### INSTRUCTIONS FOR THE TASK
Transcribe each entry. Change nothing.
══════════
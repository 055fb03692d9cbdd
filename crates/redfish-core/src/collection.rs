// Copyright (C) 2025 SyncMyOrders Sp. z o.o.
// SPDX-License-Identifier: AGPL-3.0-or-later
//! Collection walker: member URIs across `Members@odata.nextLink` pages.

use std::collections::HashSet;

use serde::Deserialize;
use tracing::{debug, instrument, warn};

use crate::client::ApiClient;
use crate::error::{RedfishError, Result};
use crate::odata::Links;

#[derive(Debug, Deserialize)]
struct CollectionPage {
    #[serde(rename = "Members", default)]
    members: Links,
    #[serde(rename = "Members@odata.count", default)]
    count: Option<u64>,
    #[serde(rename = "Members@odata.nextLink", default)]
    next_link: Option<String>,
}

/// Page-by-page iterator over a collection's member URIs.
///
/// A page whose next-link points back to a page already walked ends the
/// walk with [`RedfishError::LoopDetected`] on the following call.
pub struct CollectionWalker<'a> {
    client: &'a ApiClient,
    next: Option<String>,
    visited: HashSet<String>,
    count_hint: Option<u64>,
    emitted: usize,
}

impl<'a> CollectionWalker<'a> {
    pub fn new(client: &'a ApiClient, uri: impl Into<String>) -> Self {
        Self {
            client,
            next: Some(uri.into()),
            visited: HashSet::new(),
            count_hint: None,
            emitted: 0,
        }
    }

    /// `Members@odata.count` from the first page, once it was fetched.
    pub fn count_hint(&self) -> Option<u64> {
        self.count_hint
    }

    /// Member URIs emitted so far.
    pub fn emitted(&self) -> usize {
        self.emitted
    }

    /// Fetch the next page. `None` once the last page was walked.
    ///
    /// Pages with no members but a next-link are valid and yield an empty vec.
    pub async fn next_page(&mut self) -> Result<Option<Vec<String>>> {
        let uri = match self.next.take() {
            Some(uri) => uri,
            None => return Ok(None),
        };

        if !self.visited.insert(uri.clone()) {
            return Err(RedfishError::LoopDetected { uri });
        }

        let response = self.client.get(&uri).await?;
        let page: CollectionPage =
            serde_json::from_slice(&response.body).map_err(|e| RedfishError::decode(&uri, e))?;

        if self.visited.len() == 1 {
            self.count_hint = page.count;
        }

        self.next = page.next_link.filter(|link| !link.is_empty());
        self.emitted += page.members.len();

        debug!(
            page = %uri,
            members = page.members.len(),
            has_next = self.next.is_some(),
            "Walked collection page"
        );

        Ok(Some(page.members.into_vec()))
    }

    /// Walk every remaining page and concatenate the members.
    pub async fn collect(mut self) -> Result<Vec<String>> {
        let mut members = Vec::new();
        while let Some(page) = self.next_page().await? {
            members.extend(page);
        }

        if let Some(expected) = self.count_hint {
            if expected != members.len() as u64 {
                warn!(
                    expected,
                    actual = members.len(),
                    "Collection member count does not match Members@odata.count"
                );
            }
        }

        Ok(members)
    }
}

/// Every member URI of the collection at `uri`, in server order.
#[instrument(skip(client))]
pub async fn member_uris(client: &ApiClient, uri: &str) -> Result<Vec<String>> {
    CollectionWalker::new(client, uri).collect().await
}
══════════
### ANSWER AREA
repository 055fb03692d9cbdd
filename crates/redfish-core/src/collection.rs
// Copyright (C) 2025 SyncMyOrders Sp. z o.o.
// SPDX-License-Identifier: AGPL-3.0-or-later
//! Collection walker: member URIs across `Members@odata.nextLink` pages.

use std::collections::HashSet;

use serde::Deserialize;
use tracing::{debug, instrument, warn};

use crate::client::ApiClient;
use crate::error::{RedfishError, Result};
use crate::odata::Links;

#[derive(Debug, Deserialize)]
struct CollectionPage {
    #[serde(rename = "Members", default)]
    members: Links,
    #[serde(rename = "Members@odata.count", default)]
    count: Option<u64>,
    #[serde(rename = "Members@odata.nextLink", default)]
    next_link: Option<String>,
}

/// Page-by-page iterator over a collection's member URIs.
///
/// A page whose next-link points back to a page already walked ends the
/// walk with [`RedfishError::LoopDetected`] on the following call.
pub struct CollectionWalker<'a> {
    client: &'a ApiClient,
    next: Option<String>,
    visited: HashSet<String>,
    count_hint: Option<u64>,
    emitted: usize,
}

impl<'a> CollectionWalker<'a> {
    pub fn new(client: &'a ApiClient, uri: impl Into<String>) -> Self {
        Self {
            client,
            next: Some(uri.into()),
            visited: HashSet::new(),
            count_hint: None,
            emitted: 0,
        }
    }

    /// `Members@odata.count` from the first page, once it was fetched.
    pub fn count_hint(&self) -> Option<u64> {
        self.count_hint
    }

    /// Member URIs emitted so far.
    pub fn emitted(&self) -> usize {
        self.emitted
    }

    /// Fetch the next page. `None` once the last page was walked.
    ///
    /// Pages with no members but a next-link are valid and yield an empty vec.
    pub async fn next_page(&mut self) -> Result<Option<Vec<String>>> {
        let uri = match self.next.take() {
            Some(uri) => uri,
            None => return Ok(None),
        };

        if !self.visited.insert(uri.clone()) {
            return Err(RedfishError::LoopDetected { uri });
        }

        let response = self.client.get(&uri).await?;
        let page: CollectionPage =
            serde_json::from_slice(&response.body).map_err(|e| RedfishError::decode(&uri, e))?;

        if self.visited.len() == 1 {
            self.count_hint = page.count;
        }

        self.next = page.next_link.filter(|link| !link.is_empty());
        self.emitted += page.members.len();

        debug!(
            page = %uri,
            members = page.members.len(),
            has_next = self.next.is_some(),
            "Walked collection page"
        );

        Ok(Some(page.members.into_vec()))
    }

    /// Walk every remaining page and concatenate the members.
    pub async fn collect(mut self) -> Result<Vec<String>> {
        let mut members = Vec::new();
        while let Some(page) = self.next_page().await? {
            members.extend(page);
        }

        if let Some(expected) = self.count_hint {
            if expected != members.len() as u64 {
                warn!(
                    expected,
                    actual = members.len(),
                    "Collection member count does not match Members@odata.count"
                );
            }
        }

        Ok(members)
    }
}

/// Every member URI of the collection at `uri`, in server order.
#[instrument(skip(client))]
pub async fn member_uris(client: &ApiClient, uri: &str) -> Result<Vec<String>> {
    CollectionWalker::new(client, uri).collect().await
}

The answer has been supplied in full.